Kinematic variables of interest included the mean trunk flexion angle, which was calculated as the average sagittal plane trunk posture during the stance of running. Additional kinematic variables of interest included peak hip flexion, knee flexion, and ankle dorsiflexion angles during the stance phase of running. Energetic variables of interest consisted of the energy absorption and generation of the hip extensors, knee extensors, and ankle plantarflexors during the stance phase of running. The stance phase was defined when the vertical ground reaction force exceeded 30 N. All variables were calculated for each stride, and the average values of five strides were used for statistical analysis.

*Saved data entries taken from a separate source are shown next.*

//! CIA score range validation.

use asset_model::{FieldKey, parse_leading_int};

use crate::issue::Issue;

pub const MIN_SCORE: i64 = 1;
pub const MAX_SCORE: i64 = 5;

pub fn check(field: FieldKey, value: &str) -> Option<Issue> {
    if !field.is_cia() || value.is_empty() {
        return None;
    }
    match parse_leading_int(value) {
        Some(score) if (MIN_SCORE..=MAX_SCORE).contains(&score) => None,
        _ => Some(Issue::ScoreOutOfRange { field }),
    }
}

#[cfg(test)]
mod tests {
    use super::*;

    #[test]
    fn range_is_inclusive() {
        assert!(check(FieldKey::Integrity, "1").is_none());
        assert!(check(FieldKey::Integrity, "5").is_none());
        assert!(check(FieldKey::Integrity, "0").is_some());
        assert!(check(FieldKey::Integrity, "7").is_some());
        assert!(check(FieldKey::Integrity, "high").is_some());
        assert!(check(FieldKey::Integrity, "").is_none());
        assert!(check(FieldKey::Location, "7").is_none());
    }
}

Subjects were dichotomized into two groups on the basis of their mean trunk flexion during the stance phase of running. Individuals who ran with a trunk flexion angle greater than the median of the entire group were assigned to the high flexion (HF) group (n = 20), whereas individuals whose trunk flexion angles were lower than the median were allocated to the low flexion (LF) group (n = 20). A one-way between-group multivariate ANOVA (MANOVA) was used to compare group differences with respect to the kinematic and energetic variables of interest. Nine dependent variables were included in the analysis: peak hip flexion angle, peak knee flexion angle, peak ankle dorsiflexion angle, energy absorption of the hip extensors, knee extensors and ankle plantarflexors, and energy generation of the hip extensors, knee extensors, and ankle plantarflexors. If the MANOVA indicated a significant main effect, post hoc Bonferroni testing was used. Statistical analyses were performed using PASW statistical software (Chicago, IL) with a statistical significance level of 0.05.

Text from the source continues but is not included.